Pouco importa a sua formação, a sua experiência ou o que você espera que seja a área. A verdade é que você vai se frustrar. Sabe por que? A área de sustentabilidade é composta, basicamente, de (poucas) pessoas voltadas para relatório, relacionamento e prestação de contas.

Ou seja, projetos sociais/ambientais/voluntariado, relacionamento com entidades tipo Ethos, CEBDS e ONGs, inscrição em prêmios de empresa mais sustentável do universo, compra de canequinha para  dar colaboradores, ISE Bovespa, CDP, relatório de sustentabilidade e eventos me engana que eu gosto.

Além disso, a área tem como meta de vida pentelhar o povo de comunicação dia sim e outro também para colocar matérias dos projetos na intranet, no mural e no mailing. Se tiver moral, consegue até espaço no site corporativo. Depois de tudo isso, você mistura uma pitada de gestão da rotina, que é o momento onde você mostra pros seus pares e superiores imediatos tudo o que você fez no mês, na quinzena, na semana, whatever. E todo mundo sai feliz.

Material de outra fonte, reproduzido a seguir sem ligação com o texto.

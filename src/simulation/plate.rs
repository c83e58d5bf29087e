//! Synthetic identity generation for spawned vehicles

use rand::seq::IndexedRandom;
use rand::Rng;

use super::types::VehicleKind;

const LETTERS: &[u8] = b"ABCDEFGHIJKLMNOPQRSTUVWXYZ";
const DIGITS: &[u8] = b"0123456789";

/// Plate layout: two letters, two digits, two letters, one digit
const PLATE_LAYOUT: [(&[u8], usize); 4] = [(LETTERS, 2), (DIGITS, 2), (LETTERS, 2), (DIGITS, 1)];

pub const PLATE_LEN: usize = 7;

/// Generate a random plate such as `KA05MX7`
pub fn generate_plate<R: Rng + ?Sized>(rng: &mut R) -> String {
    let mut plate = String::with_capacity(PLATE_LEN);
    for (alphabet, count) in PLATE_LAYOUT {
        for _ in 0..count {
            plate.push(alphabet[rng.random_range(0..alphabet.len())] as char);
        }
    }
    plate
}

/// Pick a vehicle type uniformly
pub fn random_kind<R: Rng + ?Sized>(rng: &mut R) -> VehicleKind {
    *VehicleKind::ALL
        .choose(rng)
        .unwrap_or(&VehicleKind::Car)
}

/// Check that a string follows the plate layout
pub fn is_valid_plate(plate: &str) -> bool {
    let bytes = plate.as_bytes();
    if bytes.len() != PLATE_LEN {
        return false;
    }
    let mut i = 0;
    for (alphabet, count) in PLATE_LAYOUT {
        for _ in 0..count {
            if !alphabet.contains(&bytes[i]) {
                return false;
            }
            i += 1;
        }
    }
    true
}
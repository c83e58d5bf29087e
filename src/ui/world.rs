//! World setup systems for the camera and the road surface

use bevy::prelude::*;

use super::canvas::to_color;
use super::components::{canvas_to_world, MainCamera, RoadSurface, SimWorldResource};
use crate::simulation::render::palette;
use crate::simulation::Point;

/// Background around the camera feed
pub const BACKDROP: Color = Color::srgb(0.07, 0.09, 0.15);

/// System to setup the 2D camera and the road the vehicles drive on
pub fn setup_world(mut commands: Commands, sim_world: Res<SimWorldResource>) {
    commands.spawn((MainCamera, Camera2d));

    let config = &sim_world.0.config;
    let center = canvas_to_world(Point::new(
        config.canvas_width / 2.0,
        config.canvas_height / 2.0,
    ));

    commands.spawn((
        RoadSurface,
        Sprite::from_color(
            to_color(palette::ROAD),
            Vec2::new(config.canvas_width, config.canvas_height),
        ),
        Transform::from_translation(center.extend(0.0)),
    ));
}
use yew::prelude::*;

const PIPELINE_STEPS: &[(&str, &str)] = &[
    ("유입", "매체별 광고 클릭과 방문을 한 화면에서 모읍니다."),
    ("리드", "폼·전화·채팅 문의를 캠페인 단위로 연결합니다."),
    ("상담", "영업팀 상담 결과를 리드에 바로 기록합니다."),
    ("계약", "계약까지 이어진 광고비만 따로 떼어 CPA를 계산합니다."),
];

/// Pipeline stages, exactly one selected.
#[function_component(PipelineTabs)]
pub fn pipeline_tabs() -> Html {
    let active = use_state(|| 0usize);

    html! {
        <div class="pipe" role="tablist">
            {
                for PIPELINE_STEPS.iter().enumerate().map(|(idx, (label, detail))| {
                    let selected = *active == idx;
                    let onclick = {
                        let active = active.clone();
                        Callback::from(move |_: MouseEvent| active.set(idx))
                    };
                    html! {
                        <button
                            type="button"
                            role="tab"
                            class={classes!("pipe__item", selected.then(|| "is-active"))}
                            aria-selected={if selected { "true" } else { "false" }}
                            {onclick}
                        >
                            <strong>{ *label }</strong>
                            <span>{ *detail }</span>
                        </button>
                    }
                })
            }
        </div>
    }
}

#[derive(Clone, Copy, PartialEq)]
enum DashboardTab {
    Overview,
    Channels,
    Alerts,
}

impl DashboardTab {
    const ALL: [DashboardTab; 3] = [DashboardTab::Overview, DashboardTab::Channels, DashboardTab::Alerts];

    fn label(self) -> &'static str {
        match self {
            DashboardTab::Overview => "요약",
            DashboardTab::Channels => "매체별",
            DashboardTab::Alerts => "알림",
        }
    }

    fn id(self) -> &'static str {
        match self {
            DashboardTab::Overview => "overview",
            DashboardTab::Channels => "channels",
            DashboardTab::Alerts => "alerts",
        }
    }

    fn body(self) -> Html {
        match self {
            DashboardTab::Overview => html! {
                <p>{"이번 달 광고비, 계약 수, 계약 CPA 추이를 하루 단위로 확인하세요."}</p>
            },
            DashboardTab::Channels => html! {
                <p>{"검색·SNS·디스플레이 매체별로 계약까지 이어진 비용을 비교합니다."}</p>
            },
            DashboardTab::Alerts => html! {
                <p>{"CPA가 목표치를 넘으면 담당자에게 바로 알려드려요."}</p>
            },
        }
    }
}

/// Product preview tabs; only the active panel is rendered visible.
#[function_component(DashboardTabs)]
pub fn dashboard_tabs() -> Html {
    let active = use_state(|| DashboardTab::ALL[0]);

    html! {
        <div id="product" class="tabs">
            <div class="tabs__list" role="tablist">
                {
                    for DashboardTab::ALL.iter().map(|&tab| {
                        let selected = *active == tab;
                        let onclick = {
                            let active = active.clone();
                            Callback::from(move |_: MouseEvent| active.set(tab))
                        };
                        html! {
                            <button
                                type="button"
                                role="tab"
                                class={classes!("tabs__btn", selected.then(|| "is-active"))}
                                id={format!("tab-{}", tab.id())}
                                aria-selected={if selected { "true" } else { "false" }}
                                {onclick}
                            >
                                { tab.label() }
                            </button>
                        }
                    })
                }
            </div>
            {
                for DashboardTab::ALL.iter().map(|&tab| html! {
                    <div
                        class="tabs__panel"
                        role="tabpanel"
                        aria-labelledby={format!("tab-{}", tab.id())}
                        hidden={*active != tab}
                    >
                        { tab.body() }
                    </div>
                })
            }
        </div>
    }
}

Ou não.

Acreditem em mim, isso é chato da porra. Pior, isso é brochante. Desanima. É claro que coloquei uma lente de aumento e estou generalizando. Mas é o dia-a-dia da área de sustentabilidade da maioria esmagadora das empresas. É sério. É assim que funciona.

A parte inteligente (e legal) da sustentabilidade fica, quando tem, ou na mão das consultorias, ou na mão das próprias áreas. E às vezes, ou melhor, na maioria das vezes, elas, sequer, sabem que o que estão fazendo é sustentabilidade.

Talvez, se a sua empresa for joinha, pode ser que você consiga rodar um projetinho de capacitação pra fornecedores. E aí a área de supply vai mandar uns 20 representantes dos mais de 2 mil fornecedores que a empresa tem e você terá de se dar por muito feliz com isso.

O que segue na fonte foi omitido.